- Flag
- Interactive map of Berehet
- Zone: Semien Shewa
- Region: Amhara Region

Area
- • Total: 791.44 km^{2} (305.58 sq mi)

Population (2012 est.)
- • Total: 38,089
- • Density: 48.13/km^{2} (124.65/sq mi)

= Berehet =

Berehet (Amharic: በረኸት) is one of the woredas in the Amhara Region of Ethiopia. Part of the Semien Shewa Zone, Berehet is bordered on the south by the Germama River which separates it from Menjarna Shenkora, on the west by Hagere Mariamna Kesem, on the north by Asagirt, and on the east by the Afar Region. The major town in Berehet is Metiteh Bila.

Berehet is the location of the Battle of Bereket, fought 19 November 1855. In this battle, the last Shewan nobles to resist Emperor Tewodros II were defeated by his general Ras Ingida, and seeing that further defiance was futile they surrendered the young heir to the Shewan throne, Menelik.
Also during 1933 there was a battle between patriots and Italian army near Metiteh Bila; finally they were bombed. That area was prohibited from farming activity for a long time, and finally a memorial was built in 2013.

==Demographics==
A 2012 estimate puts the population at 38,089. This gives a population density of 48.13 people per square kilometer (124.65 people per square mile), given its area of 791.44 square kilometers (305.58 square miles), less than half the North Shewa Zone average of 126.20 people per square kilometer (326.87 people per square mile).
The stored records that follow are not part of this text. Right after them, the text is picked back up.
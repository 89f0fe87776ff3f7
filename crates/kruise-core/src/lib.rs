//! kruise-core — shared building blocks for the Kruise dashboard backend.
//!
//! Cluster objects are handled as schema-less [`Document`]s so that new or
//! evolving resource kinds need no code changes. Everything that depends
//! on a kind string goes through the [`registry`].
//!
//! # Components
//!
//! - **`document`** — dynamic document with dotted-path accessors
//! - **`registry`** — Workload Type Registry and resource locators
//! - **`selector`** — label-query derivation from workload selectors
//! - **`ownership`** — owner-reference matching
//! - **`rollout`** — typed reads over rollout documents
//! - **`error`** — error taxonomy shared by every service

pub mod document;
pub mod error;
pub mod ownership;
pub mod registry;
pub mod rollout;
pub mod selector;

pub use document::{Document, DocumentError, OwnerReference};
pub use ownership::OwnerKey;
pub use error::{DashError, DashResult};
pub use registry::{ResourceLocator, Revisioning, WorkloadType};
pub use rollout::{RolloutView, WorkloadRef};
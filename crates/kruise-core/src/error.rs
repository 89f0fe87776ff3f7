//! Error taxonomy shared by every dashboard service.

use thiserror::Error;

use crate::document::DocumentError;

/// Result type alias for dashboard operations.
pub type DashResult<T> = Result<T, DashError>;

/// Errors surfaced to callers. Each variant maps to a stable
/// machine-readable code via [`DashError::code`].
#[derive(Debug, Error)]
pub enum DashError {
    #[error("{0}")]
    BadRequest(String),

    #[error("{message}")]
    NotFound { code: &'static str, message: String },

    #[error("{message}")]
    Unsupported { code: &'static str, message: String },

    /// The workload kind does not support the operation (`"scaled"`).
    #[error("{kind} cannot be {operation}")]
    OperationNotSupported { kind: String, operation: &'static str },

    #[error("{message}")]
    PreconditionFailed { code: &'static str, message: String },

    #[error("watch stream unavailable: {0}")]
    StreamUnavailable(String),

    #[error("internal error: {0}")]
    Internal(String),
}

impl DashError {
    /// Named resource is absent.
    pub fn not_found(what: impl Into<String>) -> Self {
        Self::NotFound {
            code: "NOT_FOUND",
            message: format!("{} not found", what.into()),
        }
    }

    pub fn unsupported_kind(kind: &str) -> Self {
        Self::Unsupported {
            code: "UNSUPPORTED_WORKLOAD_KIND",
            message: format!("unsupported workload type: {kind}"),
        }
    }

    /// Stable machine-readable code for API responses.
    pub fn code(&self) -> &'static str {
        match self {
            Self::BadRequest(_) => "BAD_REQUEST",
            Self::NotFound { code, .. }
            | Self::Unsupported { code, .. }
            | Self::PreconditionFailed { code, .. } => *code,
            Self::OperationNotSupported { .. } => "OPERATION_NOT_SUPPORTED",
            Self::StreamUnavailable(_) => "WATCH_STREAM_UNAVAILABLE",
            Self::Internal(_) => "INTERNAL_ERROR",
        }
    }
}

impl From<DocumentError> for DashError {
    fn from(e: DocumentError) -> Self {
        Self::Internal(e.to_string())
    }
}

#[cfg(test)]
mod tests {
    use super::*;

    #[test]
    fn codes_are_stable() {
        assert_eq!(DashError::not_found("rollout").code(), "NOT_FOUND");
        assert_eq!(DashError::unsupported_kind("job").code(), "UNSUPPORTED_WORKLOAD_KIND");
        assert_eq!(DashError::StreamUnavailable("x".into()).code(), "WATCH_STREAM_UNAVAILABLE");
        assert_eq!(DashError::Internal("x".into()).code(), "INTERNAL_ERROR");
        let precondition = DashError::PreconditionFailed {
            code: "STABLE_REVISION_NOT_FOUND",
            message: "no stable revision".into(),
        };
        assert_eq!(precondition.code(), "STABLE_REVISION_NOT_FOUND");
        let refused = DashError::OperationNotSupported {
            kind: "DaemonSet".into(),
            operation: "scaled",
        };
        assert_eq!(refused.code(), "OPERATION_NOT_SUPPORTED");
        assert_eq!(refused.to_string(), "DaemonSet cannot be scaled");
    }

    #[test]
    fn not_found_message_names_the_resource() {
        assert_eq!(DashError::not_found("rollout").to_string(), "rollout not found");
    }
}
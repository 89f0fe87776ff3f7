//! The cluster access contract.
//!
//! Every method takes a [`ResourceLocator`] and a namespace. An empty
//! namespace addresses all namespaces (or the cluster scope for
//! cluster-scoped resources such as namespaces).

use async_trait::async_trait;
use futures::stream::BoxStream;
use kruise_core::{Document, ResourceLocator};
use serde_json::Value;

use crate::error::ClusterResult;

/// Which objects a list or watch returns.
#[derive(Debug, Clone, PartialEq, Eq)]
pub enum ListQuery {
    All,
    /// Kubernetes label-selector dialect: `a=b,c in (d),!e`.
    Labels(String),
    /// A single object by name.
    Name(String),
}

impl ListQuery {
    /// Label query; an empty string selects everything.
    pub fn labels(query: impl Into<String>) -> Self {
        let query = query.into();
        if query.is_empty() {
            Self::All
        } else {
            Self::Labels(query)
        }
    }
}

/// Result of a list call: the items plus the collection resource version,
/// which is the cursor a subsequent watch resumes from.
#[derive(Debug, Clone, Default)]
pub struct ObjectList {
    pub items: Vec<Document>,
    pub resource_version: String,
}

/// One change delivered by a watch.
#[derive(Debug, Clone, PartialEq)]
pub enum ChangeEvent {
    Added(Document),
    Modified(Document),
    Deleted(Document),
    /// The server reported a problem on the stream; the stream may continue.
    Error(String),
}

/// Stream of watch changes. The stream ending means the watch closed.
pub type ChangeStream = BoxStream<'static, ChangeEvent>;

#[async_trait]
pub trait ClusterApi: Send + Sync {
    async fn list(
        &self,
        locator: &ResourceLocator,
        namespace: &str,
        query: &ListQuery,
    ) -> ClusterResult<ObjectList>;

    async fn get(
        &self,
        locator: &ResourceLocator,
        namespace: &str,
        name: &str,
    ) -> ClusterResult<Document>;

    /// Full replacement of an existing object.
    async fn update(
        &self,
        locator: &ResourceLocator,
        namespace: &str,
        object: &Document,
    ) -> ClusterResult<Document>;

    /// JSON merge patch, optionally against a subresource (`scale`, `status`).
    async fn patch(
        &self,
        locator: &ResourceLocator,
        namespace: &str,
        name: &str,
        patch: &Value,
        subresource: Option<&str>,
    ) -> ClusterResult<Document>;

    async fn delete(
        &self,
        locator: &ResourceLocator,
        namespace: &str,
        name: &str,
    ) -> ClusterResult<()>;

    /// Changes after `resource_version`. An empty version starts from now.
    async fn watch(
        &self,
        locator: &ResourceLocator,
        namespace: &str,
        query: &ListQuery,
        resource_version: &str,
    ) -> ClusterResult<ChangeStream>;
}
//! kruise-api — REST API for the Kruise dashboard.
//!
//! axum route handlers over the rollout, watch and workload services. All
//! responses use the JSON envelope in [`response`]; the watch feed is
//! served as Server-Sent Events.
//!
//! # API Routes
//!
//! | Method | Path | Description |
//! |---|---|---|
//! | GET | `/api/v1/namespaces` | Namespace names |
//! | GET | `/api/v1/rollout/list/{namespace}` | List rollouts |
//! | GET | `/api/v1/rollout/default` | v1beta1 and v1alpha1 rollouts in `default` |
//! | GET | `/api/v1/rollout/active/{namespace}` | Rollouts not yet completed |
//! | GET | `/api/v1/rollout/watch/{namespace}` | SSE feed of a namespace |
//! | GET | `/api/v1/rollout/watch/{namespace}/{name}` | SSE feed of one rollout |
//! | GET | `/api/v1/rollout/{namespace}/{name}` | Get a rollout |
//! | GET | `/api/v1/rollout/{namespace}/{name}/pods` | Pods grouped by revision |
//! | GET | `/api/v1/rollout/status/{namespace}/{name}` | Rollout status |
//! | GET | `/api/v1/rollout/history/{namespace}/{name}` | Rollout history |
//! | POST | `/api/v1/rollout/{action}/{namespace}/{name}` | pause, resume, restart, approve, promote, abort, retry |
//! | POST | `/api/v1/rollout/rollback/{namespace}/{name}` | Restore the stable template |
//! | POST | `/api/v1/rollout/set-image/{namespace}/{name}` | Change a container image |
//! | GET | `/api/v1/workload/{namespace}` | Every OpenKruise kind |
//! | GET | `/api/v1/workload/{namespace}/{type}` | List workloads of a kind |
//! | GET, DELETE | `/api/v1/workload/{namespace}/{type}/{name}` | Get or delete a workload |
//! | GET | `/api/v1/workload/{namespace}/{type}/{name}/pods` | Pods of a workload |
//! | POST | `/api/v1/workload/{namespace}/{type}/{name}/scale?replicas=N` | Scale |
//! | POST | `/api/v1/workload/{namespace}/{type}/{name}/restart` | Restart |
//! | GET | `/healthz` | Liveness |
//!
//! Fixed segments win over captures: a namespace named like a fixed rollout
//! segment (`list`, `active`, `watch`, `default`, ...) may be shadowed on the
//! `/api/v1/rollout/{namespace}/...` routes. Such rollouts stay reachable
//! through `/api/v1/rollout/status/{namespace}/{name}`.

pub mod handlers;
pub mod response;
pub mod rollout_handlers;

use std::sync::Arc;

use axum::Router;
use axum::extract::{Path, State};
use axum::routing::{get, post};
use kruise_cluster::ClusterApi;
use kruise_rollout::{RolloutAction, RolloutService};
use kruise_watch::{RolloutWatcher, WatchSettings};
use kruise_workload::{FanOut, WorkloadService};
use tower_http::trace::TraceLayer;

/// Shared state for API handlers.
#[derive(Clone)]
pub struct ApiState {
    pub cluster: Arc<dyn ClusterApi>,
    pub rollouts: RolloutService,
    pub workloads: WorkloadService,
    pub watcher: RolloutWatcher,
}

impl ApiState {
    pub fn new(cluster: Arc<dyn ClusterApi>, fan_out: FanOut, watch: WatchSettings) -> Self {
        Self {
            rollouts: RolloutService::new(Arc::clone(&cluster)),
            workloads: WorkloadService::new(Arc::clone(&cluster), fan_out),
            watcher: RolloutWatcher::new(Arc::clone(&cluster), watch),
            cluster,
        }
    }
}

/// Build the complete API router.
pub fn build_router(state: ApiState) -> Router {
    let mut rollout_routes = Router::new()
        .route("/list/{namespace}", get(rollout_handlers::list_rollouts))
        .route("/default", get(rollout_handlers::list_default_rollouts))
        .route("/active/{namespace}", get(rollout_handlers::list_active_rollouts))
        .route("/watch/{namespace}", get(rollout_handlers::watch_namespace))
        .route("/watch/{namespace}/{name}", get(rollout_handlers::watch_rollout))
        .route("/status/{namespace}/{name}", get(rollout_handlers::get_rollout))
        .route("/history/{namespace}/{name}", get(rollout_handlers::rollout_history))
        .route("/rollback/{namespace}/{name}", post(rollout_handlers::rollback))
        .route("/set-image/{namespace}/{name}", post(rollout_handlers::set_image))
        .route("/{namespace}/{name}", get(rollout_handlers::get_rollout))
        .route("/{namespace}/{name}/pods", get(rollout_handlers::rollout_pods));
    for action in RolloutAction::ALL {
        rollout_routes = rollout_routes.route(
            &format!("/{action}/{{namespace}}/{{name}}"),
            post(move |state: State<ApiState>, path: Path<(String, String)>| {
                rollout_handlers::act(state, path, action)
            }),
        );
    }

    let workload_routes = Router::new()
        .route("/{namespace}", get(handlers::workload_overview))
        .route("/{namespace}/{type}", get(handlers::list_workloads))
        .route(
            "/{namespace}/{type}/{name}",
            get(handlers::get_workload).delete(handlers::delete_workload),
        )
        .route("/{namespace}/{type}/{name}/pods", get(handlers::workload_pods))
        .route("/{namespace}/{type}/{name}/scale", post(handlers::scale_workload))
        .route("/{namespace}/{type}/{name}/restart", post(handlers::restart_workload));

    let api_routes = Router::new()
        .route("/namespaces", get(handlers::list_namespaces))
        .nest("/rollout", rollout_routes)
        .nest("/workload", workload_routes);

    Router::new()
        .nest("/api/v1", api_routes)
        .route("/healthz", get(handlers::healthz))
        .with_state(state)
        .layer(TraceLayer::new_for_http())
}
Based on the 2007 national census conducted by the Central Statistical Agency of Ethiopia (CSA), this woreda has a total population of 34,810, an increase of 13.07% over the 1994 census, of whom 17,669 are men and 17,141 women; 3,978 or 11.43% are urban inhabitants. With an area of 791.44 square kilometers, Berehet has a population density of 43.98 people per square kilometer (398.35 people per square mile), which is less than the Zone average of 115.3 people per square kilometer (298.63 people per square mile). A total of 7,658 households were counted in this woreda, resulting in an average of 4.55 persons to a household, and 7,221 housing units. The 1994 national census reported a total population for this woreda of 30,786 in 5,741 households, of whom 15,789 were men and 14,997 were women; 1,328 or 4.31% of its population were urban dwellers.
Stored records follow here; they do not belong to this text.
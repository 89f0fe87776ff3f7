//! JSON envelope and error → HTTP mapping.
//!
//! Success: `{"success": true, "data": ...}`.
//! Failure: `{"success": false, "error", "code", "trace_id"}`, where the
//! trace id is generated per failure and logged alongside it.

use axum::Json;
use axum::http::StatusCode;
use axum::response::{IntoResponse, Response};
use kruise_core::DashError;
use serde::Serialize;
use tracing::{error, warn};
use uuid::Uuid;

#[derive(Debug, Serialize)]
pub struct ApiResponse<T: Serialize> {
    pub success: bool,
    pub data: T,
}

pub fn ok<T: Serialize>(data: T) -> Json<ApiResponse<T>> {
    Json(ApiResponse { success: true, data })
}

#[derive(Debug, Serialize)]
struct ErrorBody {
    success: bool,
    error: String,
    code: &'static str,
    trace_id: String,
}

/// A [`DashError`] on its way out of a handler.
#[derive(Debug)]
pub struct ApiError(pub DashError);

impl From<DashError> for ApiError {
    fn from(e: DashError) -> Self {
        Self(e)
    }
}

pub type ApiResult<T> = Result<Json<ApiResponse<T>>, ApiError>;

pub fn status_for(e: &DashError) -> StatusCode {
    match e {
        DashError::BadRequest(_) | DashError::OperationNotSupported { .. } => StatusCode::BAD_REQUEST,
        DashError::NotFound { .. } => StatusCode::NOT_FOUND,
        DashError::PreconditionFailed { .. } => StatusCode::CONFLICT,
        DashError::Unsupported { .. } => StatusCode::NOT_IMPLEMENTED,
        DashError::StreamUnavailable(_) => StatusCode::SERVICE_UNAVAILABLE,
        DashError::Internal(_) => StatusCode::INTERNAL_SERVER_ERROR,
    }
}

impl IntoResponse for ApiError {
    fn into_response(self) -> Response {
        let status = status_for(&self.0);
        let trace_id = Uuid::new_v4().to_string();
        let code = self.0.code();
        if status.is_server_error() {
            error!(%trace_id, code, status = status.as_u16(), error = %self.0, "request failed");
        } else {
            warn!(%trace_id, code, status = status.as_u16(), error = %self.0, "request rejected");
        }

        let body = ErrorBody {
            success: false,
            error: self.0.to_string(),
            code,
            trace_id,
        };
        (status, Json(body)).into_response()
    }
}

#[cfg(test)]
mod tests {
    use super::*;
    use axum::body::to_bytes;
    use serde_json::Value;

    async fn body_json(response: Response) -> Value {
        let bytes = to_bytes(response.into_body(), usize::MAX).await.unwrap();
        serde_json::from_slice(&bytes).unwrap()
    }

    #[test]
    fn taxonomy_maps_to_statuses() {
        let cases = [
            (DashError::BadRequest("x".into()), 400),
            (DashError::not_found("rollout"), 404),
            (
                DashError::PreconditionFailed {
                    code: "STABLE_REVISION_NOT_FOUND",
                    message: "x".into(),
                },
                409,
            ),
            (DashError::unsupported_kind("job"), 501),
            (DashError::StreamUnavailable("x".into()), 503),
            (DashError::Internal("x".into()), 500),
            (
                DashError::OperationNotSupported {
                    kind: "DaemonSet".into(),
                    operation: "scaled",
                },
                400,
            ),
        ];
        for (error, status) in cases {
            assert_eq!(status_for(&error).as_u16(), status, "{error:?}");
        }
    }

    #[tokio::test]
    async fn error_envelope_carries_code_and_trace_id() {
        let response = ApiError(DashError::not_found("rollout")).into_response();
        assert_eq!(response.status(), StatusCode::NOT_FOUND);

        let body = body_json(response).await;
        assert_eq!(body["success"], false);
        assert_eq!(body["code"], "NOT_FOUND");
        assert_eq!(body["error"], "rollout not found");
        assert!(Uuid::parse_str(body["trace_id"].as_str().unwrap()).is_ok());
    }

    #[tokio::test]
    async fn success_envelope_wraps_data() {
        let response = ok(vec!["default"]).into_response();
        let body = body_json(response).await;
        assert_eq!(body, serde_json::json!({"success": true, "data": ["default"]}));
    }
}
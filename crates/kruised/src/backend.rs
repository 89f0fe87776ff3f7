//! Cluster backend selection.

use std::path::Path;
use std::sync::Arc;

use anyhow::{Context, bail};
use kruise_cluster::{ClusterApi, InMemoryCluster, KubeCluster};
use kruise_core::Document;
use serde_json::Value;
use tracing::info;

use crate::config::{Backend, ClusterConfig};

/// Build the one cluster client every service shares.
pub async fn connect(config: &ClusterConfig) -> anyhow::Result<Arc<dyn ClusterApi>> {
    match config.backend {
        Backend::Kube => {
            let cluster = KubeCluster::connect().await.context("connecting to the cluster")?;
            info!("using kube cluster backend");
            Ok(Arc::new(cluster))
        }
        Backend::Memory => {
            let cluster = InMemoryCluster::new();
            if let Some(path) = &config.seed {
                let objects = load_seed(path)?;
                let count = cluster.seed(objects)?;
                info!(path = %path.display(), objects = count, "memory cluster seeded");
            }
            info!("using in-memory cluster backend");
            Ok(Arc::new(cluster))
        }
    }
}

/// Objects from a seed file: a JSON array, or a list object with `items`.
pub fn load_seed(path: &Path) -> anyhow::Result<Vec<Document>> {
    let content = std::fs::read_to_string(path)
        .with_context(|| format!("reading seed {}", path.display()))?;
    let value: Value =
        serde_json::from_str(&content).with_context(|| format!("parsing seed {}", path.display()))?;
    let items = match value {
        Value::Array(items) => items,
        Value::Object(mut list) => match list.remove("items") {
            Some(Value::Array(items)) => items,
            _ => bail!("seed {} has no items array", path.display()),
        },
        _ => bail!("seed {} must be a JSON array or list object", path.display()),
    };
    items
        .into_iter()
        .map(|item| Document::from_value(item).context("seed items must be objects"))
        .collect()
}
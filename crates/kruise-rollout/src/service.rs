//! Rollout service: reads, pods detail, actions, rollback and image updates.

use std::sync::Arc;

use chrono::Utc;
use kruise_cluster::{ClusterApi, ListQuery};
use kruise_core::registry::{self, REPLICA_SETS, ROLLOUTS, ROLLOUTS_V1ALPHA1, Revisioning, WorkloadType};
use kruise_core::selector::{extract_label_selector, fallback_query};
use kruise_core::{DashError, DashResult, Document, RolloutView};
use serde::Serialize;
use serde_json::{Map, Value};
use tracing::{info, warn};

use crate::actions::{ActionOutcome, RolloutAction, SetImageOutcome, SetImageRequest, replace_image};
use crate::revisions::{
    ContainerInfo, RevisionCohort, RevisionMarks, extract_containers, reconcile_pod_labels,
    reconcile_replica_sets,
};
use crate::rollback::{RollbackOutcome, apply_stable_template, find_stable_replica_set, rollback_target};

#[derive(Debug, Clone, Serialize)]
pub struct RolloutList {
    pub rollouts: Vec<Document>,
    pub total: usize,
    pub namespace: String,
}

/// Rollouts of the `default` namespace across both served API versions.
#[derive(Debug, Clone, Serialize)]
#[serde(rename_all = "camelCase")]
pub struct DefaultRolloutList {
    pub rollouts: Vec<Document>,
    pub total: usize,
    pub namespace: String,
    pub api_versions: Vec<&'static str>,
}

/// Pods of a rollout's workload, grouped into revisions when the workload
/// could be resolved.
#[derive(Debug, Clone, Serialize)]
#[serde(rename_all = "camelCase")]
pub struct RolloutPods {
    pub pods: Vec<Document>,
    pub workload_ref: Option<Map<String, Value>>,
    #[serde(skip_serializing_if = "Option::is_none")]
    pub revisions: Option<Vec<RevisionCohort>>,
    #[serde(skip_serializing_if = "Option::is_none")]
    pub containers: Option<Vec<ContainerInfo>>,
}
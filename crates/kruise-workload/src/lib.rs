//! kruise-workload — workload operations over the registry.
//!
//! Every kind string is resolved through the Workload Type Registry; the
//! registry's capability flags decide whether scale and restart are
//! allowed. The namespace overview lists every OpenKruise kind at once and
//! answers with whatever arrived before the deadline.
//!
//! # Components
//!
//! - **`fanout`** — concurrent tasks with per-task and overall deadlines
//! - **`ops`** — `WorkloadService` (get, list, pods, scale, restart, delete, overview)

pub mod fanout;
pub mod ops;

pub use fanout::{FanOut, Partial, TaskOutcome};
pub use ops::{OpOutcome, ScaleOutcome, WorkloadList, WorkloadOverview, WorkloadPods, WorkloadService};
The two largest ethnic groups reported in 1994 in Berehet were the Amhara (80.26%), and the Argobba (19.47%); all other ethnic groups made up 0.27% of the population. Amharic was spoken as a first language by 99.75%. The majority of the inhabitants practiced Ethiopian Orthodox Christianity, with 79.21% reporting that as their religion, while 20.75% were Muslim. By 2007 this was nearly identical, with 79.62% reporting Ethiopian Orthodox Christianity as their religion, while 20.19% of the population said they were Muslim.